Control the Message: What does your boss think that you do?

If you have a job, then I highly recommend that you produce a weekly status report. Not a full ‘status report’ per se, but a brief email with 3 – 6 bullets outlining your recent accomplishments and a preview of what you will be working on next week.

Here’s the logic: If you have a job — working for anyone but yourself — then you have a boss to whom you report. And if you have a boss, then on a regular basis, people will ask that boss, “What is <Your Name Here> working on?” In fact, your boss will occasionally ponder this question himself even without being asked. Do not leave your boss’ answer to chance.

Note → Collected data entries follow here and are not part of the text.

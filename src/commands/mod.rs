mod config_cmd;
mod item;

pub use config_cmd::ConfigCommand;
pub use item::ItemCommand;

use clap::ValueEnum;

use pantry::config::{Backend, Config};
use pantry::db::SqliteDocumentStore;
use pantry::store::{DocumentStore, HttpDocumentStore};
use pantry::sync::ItemSynchronizer;

#[derive(Clone, ValueEnum, Default)]
pub enum OutputFormat {
    #[default]
    Text,
    Json,
}

/// Item synchronizer over whichever backend the config selects
pub type Items = ItemSynchronizer<Box<dyn DocumentStore>>;

/// Opens the configured store and loads the current item list
pub async fn open_items(config: &Config) -> Result<Items, Box<dyn std::error::Error>> {
    let store: Box<dyn DocumentStore> = match config.backend.value {
        Backend::Sqlite => {
            Box::new(SqliteDocumentStore::open(&config.database_path.value).await?)
        }
        Backend::Http => {
            let url = config
                .server
                .configured_url()
                .ok_or("Backend 'http' needs server.url in config or PANTRY_SERVER_URL")?;
            Box::new(HttpDocumentStore::new(url, config.server.api_key.clone()))
        }
    };

    let mut items = ItemSynchronizer::new(store)
        .with_lookup(config.lookup.value)
        .with_quantity_policy(config.quantity_policy.value);
    items.load_all().await?;
    Ok(items)
}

Instead, plant the seeds for what is top-of-mind for your boss. By delivering an easy-to-remember, end-of-the-week, one-email-screen, status report, your boss won’t have to make up an answer when pondering what you are working on. Even better, your boss won’t ever have a moment when they realize that they don’t know what you are working on.

Avoid the temptation to provide a lot of detail — your boss can circle back later if they need more information. This is a talking points memo, not a manifesto. And it’s not a bad idea to distribute your little ‘status report’ to anyone you consider a stakeholder, including anyone who might have an interest in your work and your career.

What do you think? Do you currently produce a regular status report? Has it served you well?